Top positive review
Science and Religion Make Poor Bedfellows
Reviewed in the United States on January 5, 2008
In this landmark work, Dr. Stephen Jay Gould offers a framework in which one may consider the relationship between science and religion. His thesis is that both subjects fall within NOMA (non overlapping magisteria) and only properly comment upon things within their own bailiwicks. Science and religion aren't even the only two categories of NOMA disciplines. Science is the domain of factual truths and religion, moral truths. Science tells us what we're made of and religion tells us what we mean. NOMA isn't an invention; it's an orthdox (if you'll pardon the term) way of looking at science and religion that's been held by many of the world's greatest thinkers for millenia. (I recall that Gustave Le Bon, a 19th century anti-religionist, correctly observed that science never promised to make us happy. Many great early Jewish and Christian thinkers recognized the creation narratives in Genesis as allegory.) While I can't claim to be a great thinker, NOMA sketches out a structure that I've for decades believed existed, but never attempted to systematize.

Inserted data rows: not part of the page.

//! User-facing report
//!
//! The `Reporter` fans every line out to its sinks, so a persisted report
//! holds exactly what the console showed. The summary is always written
//! last.

use pxl_core::PipelineError;
use pxl_core::domain::log::{LogLevel, ReportLine};
use pxl_core::domain::result::{BatchRun, PhaseStatus};
use std::fs::{File, OpenOptions};
use std::io::Write;
use std::path::Path;
use tracing::warn;

/// Destination for report lines
pub trait ReportSink: Send {
    /// Writes one line
    fn write(&mut self, line: &ReportLine);
}

/// Plain-text rendering shared by every sink
pub fn render(line: &ReportLine) -> String {
    let marker = match line.level {
        LogLevel::Info => "",
        LogLevel::Success => "[ok] ",
        LogLevel::Warning => "[warn] ",
        LogLevel::Error => "[error] ",
    };
    format!("{}{}", marker, line.message)
}

/// Fans report lines out to every registered sink
#[derive(Default)]
pub struct Reporter {
    sinks: Vec<Box<dyn ReportSink>>,
}

impl Reporter {
    pub fn new() -> Self {
        Self::default()
    }

    pub fn with_sink(mut self, sink: impl ReportSink + 'static) -> Self {
        self.add_sink(sink);
        self
    }

    pub fn add_sink(&mut self, sink: impl ReportSink + 'static) {
        self.sinks.push(Box::new(sink));
    }

    pub fn log(&mut self, level: LogLevel, message: impl Into<String>) {
        let line = ReportLine {
            level,
            message: message.into(),
        };
        for sink in &mut self.sinks {
            sink.write(&line);
        }
    }

    pub fn info(&mut self, message: impl Into<String>) {
        self.log(LogLevel::Info, message);
    }

    pub fn success(&mut self, message: impl Into<String>) {
        self.log(LogLevel::Success, message);
    }

    pub fn warning(&mut self, message: impl Into<String>) {
        self.log(LogLevel::Warning, message);
    }

    pub fn error(&mut self, message: impl Into<String>) {
        self.log(LogLevel::Error, message);
    }

    /// Section header
    pub fn section(&mut self, title: impl AsRef<str>) {
        let title = title.as_ref();
        self.info(String::new());
        self.info(format!("== {} ==", title));
    }

    /// Final summary: one line per project in processing order
    pub fn summary(&mut self, batch: &BatchRun) {
        self.section("Summary");

        if batch.is_empty() {
            self.warning("Nothing to run: no project matched the selection");
            return;
        }

        let (passed, failed, skipped) = self.result_lines(batch);
        let totals = format!(
            "{} project(s): {} passed, {} failed, {} skipped",
            batch.results.len(),
            passed,
            failed,
            skipped
        );
        if failed > 0 {
            self.error(totals);
        } else {
            self.success(totals);
        }
    }

    /// Summary of a batch stopped by an invocation-fatal error
    ///
    /// Lists the projects finished before the error, then the error itself.
    pub fn abort_summary(&mut self, batch: &BatchRun, error: &PipelineError) {
        self.section("Summary");
        self.result_lines(batch);
        self.error(format!("Aborted: {}", error));
    }

    /// One line per result; returns the passed, failed and skipped counts
    fn result_lines(&mut self, batch: &BatchRun) -> (usize, usize, usize) {
        let mut passed = 0;
        let mut failed = 0;
        let mut skipped = 0;

        for result in &batch.results {
            let phase = result
                .phase
                .map(|p| format!(" ({})", p))
                .unwrap_or_default();

            match result.status {
                PhaseStatus::Success => {
                    passed += 1;
                    self.success(format!("{}{}", result.display_name, phase));
                }
                PhaseStatus::Failure => {
                    failed += 1;
                    self.error(format!(
                        "{}{}: {}",
                        result.display_name, phase, result.reason_code
                    ));
                }
                PhaseStatus::Skipped => {
                    skipped += 1;
                    self.warning(format!(
                        "{} skipped: {}",
                        result.display_name, result.reason_code
                    ));
                }
            }
        }

        (passed, failed, skipped)
    }
}

/// Append-only report file
pub struct FileSink {
    file: File,
}

impl FileSink {
    /// Opens (or creates) the report file for appending
    pub fn open(path: &Path) -> std::io::Result<Self> {
        if let Some(parent) = path.parent().filter(|p| !p.as_os_str().is_empty()) {
            std::fs::create_dir_all(parent)?;
        }
        let file = OpenOptions::new().create(true).append(true).open(path)?;
        Ok(Self { file })
    }
}

impl ReportSink for FileSink {
    fn write(&mut self, line: &ReportLine) {
        if let Err(e) = writeln!(self.file, "{}", render(line)) {
            warn!("Failed to write report line: {}", e);
        }
    }
}

#[cfg(test)]
mod tests {
    use super::*;
    use crate::testing::MemorySink;
    use pxl_core::domain::phase::Phase;
    use pxl_core::domain::project::{PipelineProject, PipelineType};
    use pxl_core::domain::result::{PhaseResult, ReasonCode};

    fn project(name: &str) -> PipelineProject {
        PipelineProject::from_template(PipelineType::Processing, name)
    }

    #[test]
    fn test_summary_lists_projects_in_order() {
        let sink = MemorySink::new();
        let mut reporter = Reporter::new().with_sink(sink.clone());

        let mut batch = BatchRun::new();
        batch.push(PhaseResult::succeeded(&project("a"), Phase::Deploy));
        let err = PipelineError::phase(Phase::Init, "boom");
        batch.push(PhaseResult::failed(&project("b"), Phase::Init, &err));
        batch.push(PhaseResult::skipped(&project("c"), ReasonCode::OptedOut));

        reporter.info("running");
        reporter.summary(&batch);

        let lines = sink.rendered();
        let summary_at = lines.iter().position(|l| l == "== Summary ==").unwrap();
        assert!(lines[..summary_at].contains(&"running".to_string()));

        let tail = &lines[summary_at + 1..];
        assert_eq!(tail[0], "[ok] processing/a (deploy)");
        assert_eq!(tail[1], "[error] processing/b (init): init-failed");
        assert_eq!(tail[2], "[warn] processing/c skipped: opted-out");
        assert_eq!(tail[3], "[error] 3 project(s): 1 passed, 1 failed, 1 skipped");
    }

    #[test]
    fn test_abort_summary_ends_with_the_error() {
        let sink = MemorySink::new();
        let mut reporter = Reporter::new().with_sink(sink.clone());

        let mut batch = BatchRun::new();
        batch.push(PhaseResult::succeeded(&project("a"), Phase::Test));
        let err = PipelineError::Schema("parameter 'epochs' has no default value".into());
        reporter.abort_summary(&batch, &err);

        let lines = sink.rendered();
        let summary_at = lines.iter().position(|l| l == "== Summary ==").unwrap();
        assert_eq!(
            lines[summary_at + 1..],
            [
                "[ok] processing/a (test)".to_string(),
                "[error] Aborted: invalid parameter schema: parameter 'epochs' has no default value"
                    .to_string(),
            ]
        );
    }

    #[test]
    fn test_empty_batch_notice() {
        let sink = MemorySink::new();
        let mut reporter = Reporter::new().with_sink(sink.clone());
        reporter.summary(&BatchRun::new());

        let last = sink.lines().pop().unwrap();
        assert_eq!(last.level, LogLevel::Warning);
        assert!(last.message.starts_with("Nothing to run"));
    }

    #[test]
    fn test_file_sink_mirrors_lines() {
        let tmp = tempfile::tempdir().unwrap();
        let path = tmp.path().join("reports/run.log");

        let memory = MemorySink::new();
        {
            let mut reporter = Reporter::new()
                .with_sink(memory.clone())
                .with_sink(FileSink::open(&path).unwrap());
            reporter.success("init done");
            reporter.error("test failed");
        }
        {
            let mut reporter = Reporter::new().with_sink(FileSink::open(&path).unwrap());
            reporter.info("second invocation");
        }

        let content = std::fs::read_to_string(&path).unwrap();
        let file_lines: Vec<&str> = content.lines().collect();
        assert_eq!(file_lines[..2], memory.rendered()[..]);
        assert_eq!(file_lines[2], "second invocation");
    }
}
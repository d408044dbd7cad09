//! Collaborator layer
//!
//! The phase machine delegates the real work of each phase to a
//! collaborator: scaffolding files, running the pipeline locally, running it
//! in a container, publishing it and syncing its defaults. All collaborators
//! are trait-based so they can be swapped for stubs in tests.

mod container;
mod local;
mod publish;
mod scaffold;

use async_trait::async_trait;
use pxl_client::{Registration, SyncOutcome};
use pxl_core::domain::auth::AuthContext;
use pxl_core::domain::config::{ParamValue, RunConfiguration};
use pxl_core::domain::manifest::{MANIFEST_FILE, ProjectManifest};
use pxl_core::domain::project::{PipelineProject, PipelineType};
use pxl_core::domain::version::VersionBump;
use std::collections::BTreeMap;
use std::fmt;
use std::path::Path;
use std::sync::Arc;

// Re-export implementations
pub use container::EngineContainerExecutor;
pub use local::UvLocalExecutor;
pub use publish::RegistryPublisher;
pub use scaffold::{Template, TemplateScaffolder};

/// Failure reported by a collaborator
#[derive(Debug, Clone, PartialEq, Eq)]
pub struct CollaboratorError {
    pub message: String,
    /// Exit status of the external tool, when one was run
    pub exit_code: Option<i32>,
}

impl CollaboratorError {
    pub fn new(message: impl Into<String>) -> Self {
        Self {
            message: message.into(),
            exit_code: None,
        }
    }

    pub fn with_exit_code(message: impl Into<String>, exit_code: Option<i32>) -> Self {
        Self {
            message: message.into(),
            exit_code,
        }
    }
}

impl fmt::Display for CollaboratorError {
    fn fmt(&self, f: &mut fmt::Formatter<'_>) -> fmt::Result {
        match self.exit_code {
            Some(code) => write!(f, "{} (exit status {})", self.message, code),
            None => f.write_str(&self.message),
        }
    }
}

impl std::error::Error for CollaboratorError {}

pub type CollaboratorResult<T = ()> = std::result::Result<T, CollaboratorError>;

/// Everything an executor needs for one run
pub struct ExecutionContext<'a> {
    pub project: &'a PipelineProject,
    pub workspace: &'a Path,
    /// `runs/run<N>` directory holding `run_config_path`
    pub run_dir: &'a Path,
    pub run_config_path: &'a Path,
    pub config: &'a RunConfiguration,
    pub auth: &'a AuthContext,
}

/// Everything the publisher needs for one deployment
pub struct PublishRequest<'a> {
    pub project: &'a PipelineProject,
    pub workspace: &'a Path,
    pub auth: &'a AuthContext,
    pub bump: VersionBump,
    /// Typed schema defaults, registered with the pipeline
    pub default_parameters: &'a BTreeMap<String, ParamValue>,
}

/// Everything the publisher needs to push defaults to a registered pipeline
pub struct SyncRequest<'a> {
    pub project: &'a PipelineProject,
    pub workspace: &'a Path,
    pub auth: &'a AuthContext,
    pub default_parameters: &'a BTreeMap<String, ParamValue>,
}

/// What a deployment produced
#[derive(Debug, Clone, PartialEq, Eq)]
pub struct PublishOutcome {
    pub version: String,
    pub tags: Vec<String>,
    pub registration: Registration,
}

/// Populates a fresh project workspace from a template
#[async_trait]
pub trait Scaffolder: Send + Sync {
    /// Whether the template exists for this pipeline type
    fn has_template(&self, pipeline_type: PipelineType, template: &str) -> bool;

    /// Writes the project files into `workspace`
    async fn generate(&self, project: &PipelineProject, workspace: &Path) -> CollaboratorResult;
}

/// Runs a pipeline on the host against the real backend
#[async_trait]
pub trait LocalExecutor: Send + Sync {
    async fn run(&self, ctx: &ExecutionContext<'_>) -> CollaboratorResult;
}

/// Builds the project image and runs the pipeline inside it
#[async_trait]
pub trait ContainerExecutor: Send + Sync {
    async fn build_and_run(&self, ctx: &ExecutionContext<'_>) -> CollaboratorResult;
}

/// Builds, tags, pushes and registers a pipeline
#[async_trait]
pub trait Publisher: Send + Sync {
    async fn build_push_register(
        &self,
        req: &PublishRequest<'_>,
    ) -> CollaboratorResult<PublishOutcome>;

    /// Replaces the default parameters of the registered pipeline
    async fn sync_parameters(&self, req: &SyncRequest<'_>) -> CollaboratorResult<SyncOutcome>;
}

/// The set of collaborators a phase machine drives
#[derive(Clone)]
pub struct Collaborators {
    pub scaffolder: Arc<dyn Scaffolder>,
    pub local: Arc<dyn LocalExecutor>,
    pub container: Arc<dyn ContainerExecutor>,
    pub publisher: Arc<dyn Publisher>,
}

impl Collaborators {
    /// Default, process-based collaborators
    pub fn standard(engine: crate::settings::ContainerEngine) -> Self {
        Self {
            scaffolder: Arc::new(TemplateScaffolder::new()),
            local: Arc::new(UvLocalExecutor::new()),
            container: Arc::new(EngineContainerExecutor::new(engine)),
            publisher: Arc::new(RegistryPublisher::new(engine)),
        }
    }
}

/// Reads a project manifest
pub(crate) fn load_manifest(workspace: &Path) -> CollaboratorResult<ProjectManifest> {
    let path = workspace.join(MANIFEST_FILE);
    let content = std::fs::read_to_string(&path)
        .map_err(|e| CollaboratorError::new(format!("cannot read {}: {}", path.display(), e)))?;
    ProjectManifest::from_toml_str(&content)
        .map_err(|e| CollaboratorError::new(format!("invalid {}: {}", path.display(), e.message())))
}

/// Environment handed to pipeline processes
///
/// Fails when the credential was not provided, since pipeline runs act on
/// the remote platform.
pub(crate) fn pipeline_env(auth: &AuthContext) -> CollaboratorResult<Vec<(String, String)>> {
    if auth.organization.trim().is_empty() {
        return Err(CollaboratorError::new(
            "no organization set; pass --organization or set PXL_ORGANIZATION",
        ));
    }

    let credential = auth.credential.as_ref().ok_or_else(|| {
        CollaboratorError::new(format!(
            "no API token for organization '{}' ({}); set {}",
            auth.organization,
            auth.environment,
            auth.token_env_key()
        ))
    })?;

    Ok(vec![
        ("API_TOKEN".to_string(), credential.expose().to_string()),
        ("ORGANIZATION_NAME".to_string(), auth.organization.clone()),
        ("HOST".to_string(), auth.host().to_string()),
    ])
}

Gould provides such a structure and also a geneology for NOMA-type thinking. He also describes some of the problems that occur when disciplines step outside of NOMA. It's pretty well-known the errors that can arise when religion tries to become a science (intellectual repression, factual error), but Gould, an irenic non-religious scientist and famous Darwinist, also demonstrates the dangers of science as religion (eugenics, historical justifications for violence). One of the most interesting and intellectually honest parts of the book is Gould's retelling of the Scopes controversy of the early 20th century and his apologia (sort of) pro Bryant who's normally cast as an ignoramus. Gould shows Bryant as a man who was progressive througout most of his life and made some terrible logical and NOMAic errors with regard to Darwinism probably because he was blinded by what he saw as real, understandable dangers - particularly in his time - stemming from hyper-Darwinian thinking. Finally, Gould demonstrates at the end of the book that nature cannot be relied upon for providing moral models; that's up to us.

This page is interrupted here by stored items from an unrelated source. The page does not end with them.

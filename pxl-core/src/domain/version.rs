//! Version bump domain types

use semver::{Prerelease, Version};
use serde::{Deserialize, Serialize};
use std::fmt;
use std::str::FromStr;

use crate::error::PipelineError;

/// How a deployment increments the published version
#[derive(Debug, Clone, Copy, PartialEq, Eq, Default, Serialize, Deserialize)]
#[serde(rename_all = "lowercase")]
pub enum VersionBump {
    Patch,
    Minor,
    Major,
    Rc,
    #[default]
    Final,
}

impl VersionBump {
    pub fn as_str(&self) -> &'static str {
        match self {
            VersionBump::Patch => "patch",
            VersionBump::Minor => "minor",
            VersionBump::Major => "major",
            VersionBump::Rc => "rc",
            VersionBump::Final => "final",
        }
    }

    /// Computes the next version
    ///
    /// Versions look like `MAJOR.MINOR.PATCH[-rcN]`. A release candidate is
    /// already "on its way" to its base version, so `patch`, `minor`,
    /// `major` and `final` first try to promote it before incrementing.
    pub fn apply(&self, current: &Version) -> Version {
        let rc = rc_number(current);
        let base = Version::new(current.major, current.minor, current.patch);

        match self {
            VersionBump::Patch | VersionBump::Final => {
                if rc.is_some() {
                    base
                } else {
                    Version::new(base.major, base.minor, base.patch + 1)
                }
            }
            VersionBump::Minor => {
                if rc.is_some() && base.patch == 0 {
                    base
                } else {
                    Version::new(base.major, base.minor + 1, 0)
                }
            }
            VersionBump::Major => {
                if rc.is_some() && base.minor == 0 && base.patch == 0 {
                    base
                } else {
                    Version::new(base.major + 1, 0, 0)
                }
            }
            VersionBump::Rc => {
                let (mut next, n) = match rc {
                    Some(n) => (base, n + 1),
                    None => (Version::new(base.major, base.minor, base.patch + 1), 1),
                };
                next.pre = rc_prerelease(n);
                next
            }
        }
    }

    /// Parses `current` and applies the bump
    pub fn apply_str(&self, current: &str) -> Result<Version, semver::Error> {
        Version::parse(current.trim().trim_start_matches('v')).map(|v| self.apply(&v))
    }
}

impl fmt::Display for VersionBump {
    fn fmt(&self, f: &mut fmt::Formatter<'_>) -> fmt::Result {
        f.write_str(self.as_str())
    }
}

impl FromStr for VersionBump {
    type Err = PipelineError;

    fn from_str(s: &str) -> Result<Self, Self::Err> {
        match s.trim().to_ascii_lowercase().as_str() {
            "patch" => Ok(VersionBump::Patch),
            "minor" => Ok(VersionBump::Minor),
            "major" => Ok(VersionBump::Major),
            "rc" => Ok(VersionBump::Rc),
            "final" => Ok(VersionBump::Final),
            other => Err(PipelineError::Argument(format!(
                "invalid version bump '{}' (expected patch, minor, major, rc or final)",
                other
            ))),
        }
    }
}

/// Release candidate number of a version, if it is one
pub fn rc_number(version: &Version) -> Option<u64> {
    let pre = version.pre.as_str();
    let digits = pre.strip_prefix("rc")?;
    digits.trim_start_matches('.').parse().ok()
}

/// Image tags pushed for a version
///
/// Release candidates float the `test` tag, releases float `latest`.
pub fn push_tags(version: &Version) -> Vec<String> {
    let floating = if rc_number(version).is_some() {
        "test"
    } else {
        "latest"
    };
    vec![version.to_string(), floating.to_string()]
}

fn rc_prerelease(n: u64) -> Prerelease {
    Prerelease::new(&format!("rc{}", n)).unwrap_or(Prerelease::EMPTY)
}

Gould has been criticized since the publication of this book (1999) by folks like Richard Dawkins for either not actually believing NOMA or for failing to take into account scientific belief systems. Since Gould passed in 2002 he's not able to directly respond to those criticisms. But I believe the text stands and is vindicated by history and reasonable thinking, and that NOMA accurately describes and limits "rocks of ages." There's no sensible way for science and religion to become bedfellows, but NOMA provides a protocol for arguing at the dinner table. This is easily one of the best 50 books I've ever read. In a year or two after more reflection I may bump it up some. This is required reading for those involved in the science-religion discussion.